_Exercise requirements_. Wherever the string "static" appears in the entries below, return the line that holds it.

——————————

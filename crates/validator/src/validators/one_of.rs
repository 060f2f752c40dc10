//! Allowed-value set validators

use serde_json::Value;

use crate::foundation::{Validate, ValidationError};

/// Renders a JSON value for a message: strings without quotes, everything
/// else in JSON notation.
pub(crate) fn display_value(value: &Value) -> String {
    match value {
        Value::String(s) => s.clone(),
        other => other.to_string(),
    }
}

/// Validates that a value equals one of a fixed set of literals.
///
/// A set with a single literal is an equality check. An empty set accepts
/// nothing.
///
/// # Examples
///
/// ```
/// use formkit_validator::validators::OneOf;
/// use formkit_validator::foundation::Validate;
/// use serde_json::json;
///
/// let role = OneOf::new(vec![json!("admin"), json!("editor")]);
/// assert!(role.validate(&json!("admin")).is_ok());
/// assert_eq!(
///     role.validate(&json!("guest")).unwrap_err().message,
///     "Value must be one of: admin, editor"
/// );
/// ```
#[derive(Debug, Clone, PartialEq)]
pub struct OneOf {
    allowed: Vec<Value>,
    message: Option<String>,
}

impl OneOf {
    /// Creates a validator over `allowed` with the default message.
    #[must_use]
    pub fn new(allowed: Vec<Value>) -> Self {
        Self {
            allowed,
            message: None,
        }
    }

    /// Uses `message` instead of the default listing of allowed values.
    #[must_use = "builder methods must be chained or built"]
    pub fn with_message(mut self, message: impl Into<String>) -> Self {
        self.message = Some(message.into());
        self
    }

    /// The allowed literals, in registration order.
    pub fn allowed(&self) -> &[Value] {
        &self.allowed
    }

    fn default_message(&self) -> String {
        let listed: Vec<String> = self.allowed.iter().map(display_value).collect();
        format!("Value must be one of: {}", listed.join(", "))
    }
}

impl Validate for OneOf {
    type Input = Value;

    fn validate(&self, input: &Value) -> Result<(), ValidationError> {
        if self.allowed.contains(input) {
            return Ok(());
        }
        let message = self
            .message
            .clone()
            .unwrap_or_else(|| self.default_message());
        Err(ValidationError::new("one_of", message).with_param("actual", display_value(input)))
    }
}

/// Creates a [`OneOf`] validator from anything convertible to JSON values.
#[must_use]
pub fn one_of<I, T>(allowed: I) -> OneOf
where
    I: IntoIterator<Item = T>,
    T: Into<Value>,
{
    OneOf::new(allowed.into_iter().map(Into::into).collect())
}
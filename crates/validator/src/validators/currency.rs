//! Currency amount validator

use crate::foundation::{Validate, ValidationError};

/// Relative tolerance when comparing `v * 100` with its rounded value.
const CENT_TOLERANCE: f64 = 1e-9;

/// Returns `true` if `value` has at most two decimal places, allowing for
/// binary floating-point representation error (`0.1 + 0.2` passes).
#[must_use]
pub fn has_cent_precision(value: f64) -> bool {
    let cents = value * 100.0;
    (cents.round() - cents).abs() <= CENT_TOLERANCE * cents.abs().max(1.0)
}

/// Validates a monetary amount: finite, non-negative, at most two decimals.
///
/// The sign is checked before the precision, so `-1.234` reports the
/// negative-amount error.
///
/// # Examples
///
/// ```
/// use formkit_validator::validators::Currency;
/// use formkit_validator::foundation::Validate;
///
/// assert!(Currency.validate(&19.99).is_ok());
/// assert_eq!(Currency.validate(&-5.0).unwrap_err().code, "negative_amount");
/// assert_eq!(Currency.validate(&1.005).unwrap_err().code, "currency_precision");
/// ```
#[derive(Debug, Clone, Copy, PartialEq, Eq, Hash, Default)]
pub struct Currency;

impl Currency {
    /// Error for amounts below zero.
    #[must_use]
    pub fn negative_error(value: f64) -> ValidationError {
        ValidationError::new("negative_amount", "Amount cannot be negative")
            .with_param("actual", value.to_string())
    }

    /// Error for amounts with more than two decimal places.
    #[must_use]
    pub fn precision_error(value: f64) -> ValidationError {
        ValidationError::new(
            "currency_precision",
            "Amount can have at most 2 decimal places",
        )
        .with_param("actual", value.to_string())
    }
}

impl Validate for Currency {
    type Input = f64;

    fn validate(&self, input: &f64) -> Result<(), ValidationError> {
        let value = *input;
        if !value.is_finite() {
            return Err(ValidationError::type_mismatch("number", "non-finite"));
        }
        if value < 0.0 {
            return Err(Self::negative_error(value));
        }
        if !has_cent_precision(value) {
            return Err(Self::precision_error(value));
        }
        Ok(())
    }
}

#[must_use]
pub const fn currency() -> Currency {
    Currency
}
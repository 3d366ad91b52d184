//! Application layer - Session lifecycle

pub mod session;

pub use session::Session;
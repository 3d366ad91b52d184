//! Field validation for user input

use crate::error::{AssistantError, Result};
use chrono::NaiveDate;
use regex::Regex;
use std::sync::OnceLock;

/// Input format for birthdays
pub const DATE_FORMAT: &str = "%d.%m.%Y";

fn phone_regex() -> &'static Regex {
    static REGEX: OnceLock<Regex> = OnceLock::new();
    REGEX.get_or_init(|| Regex::new(r"^\+?\d{10,15}$").unwrap())
}

fn email_regex() -> &'static Regex {
    static REGEX: OnceLock<Regex> = OnceLock::new();
    REGEX.get_or_init(|| Regex::new(r"^[^@\s]+@[^@\s]+\.[^@\s]+$").unwrap())
}

/// Validates a phone number: 10-15 digits with an optional leading '+'.
/// Returns the trimmed value on success.
pub fn phone(value: &str) -> Result<String> {
    let trimmed = value.trim();
    if phone_regex().is_match(trimmed) {
        Ok(trimmed.to_string())
    } else {
        Err(AssistantError::InvalidPhone(value.to_string()))
    }
}

/// Validates a loose `local@domain.tld` email shape.
pub fn email(value: &str) -> Result<String> {
    let trimmed = value.trim();
    if email_regex().is_match(trimmed) {
        Ok(trimmed.to_string())
    } else {
        Err(AssistantError::InvalidEmail(value.to_string()))
    }
}

/// Parses a `DD.MM.YYYY` date that must not be after `today`.
pub fn birthday(value: &str, today: NaiveDate) -> Result<NaiveDate> {
    let trimmed = value.trim();
    let date = NaiveDate::parse_from_str(trimmed, DATE_FORMAT)
        .map_err(|_| AssistantError::InvalidDate(value.to_string()))?;

    if date > today {
        return Err(AssistantError::FutureBirthday(trimmed.to_string()));
    }

    Ok(date)
}

/// Validates that a string is not blank and returns it trimmed.
pub fn non_blank(value: &str, field: &str) -> Result<String> {
    let trimmed = value.trim();
    if trimmed.is_empty() {
        Err(AssistantError::BlankField(field.to_string()))
    } else {
        Ok(trimmed.to_string())
    }
}

/// Splits a tag line on commas and whitespace, dropping empties and a leading '#'.
pub fn parse_tags(input: &str) -> Vec<String> {
    input
        .split(|c: char| c == ',' || c.is_whitespace())
        .map(|tag| tag.trim_start_matches('#'))
        .filter(|tag| !tag.is_empty())
        .map(str::to_string)
        .collect()
}
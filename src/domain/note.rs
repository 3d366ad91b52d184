//! Note entity

use serde::{Deserialize, Serialize};

/// A free-text memo with tags
#[derive(Debug, Clone, PartialEq, Eq, Serialize, Deserialize)]
pub struct Note {
    pub text: String,
    #[serde(default)]
    pub tags: Vec<String>,
}

impl Note {
    pub fn new(text: impl Into<String>, tags: Vec<String>) -> Self {
        Note {
            text: text.into(),
            tags,
        }
    }

    /// Exact, case-sensitive tag membership
    pub fn has_tag(&self, tag: &str) -> bool {
        self.tags.iter().any(|t| t == tag)
    }
}
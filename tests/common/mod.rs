use assert_cmd::Command;

pub const ENV_VARS: [&str; 3] = [
    "ASSISTANT_DATA_DIR",
    "ASSISTANT_CONTACTS_FILE",
    "ASSISTANT_NOTES_FILE",
];

pub fn assistant_cmd() -> Command {
    let mut cmd = Command::cargo_bin("assistant").unwrap();
    for var in ENV_VARS {
        cmd.env_remove(var);
    }
    cmd.env_remove("RUST_LOG");
    cmd
}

——————————

_Solution for this problem_.
fn phone_regex() -> &'static Regex {
    static REGEX: OnceLock<Regex> = OnceLock::new();
fn email_regex() -> &'static Regex {
    static REGEX: OnceLock<Regex> = OnceLock::new();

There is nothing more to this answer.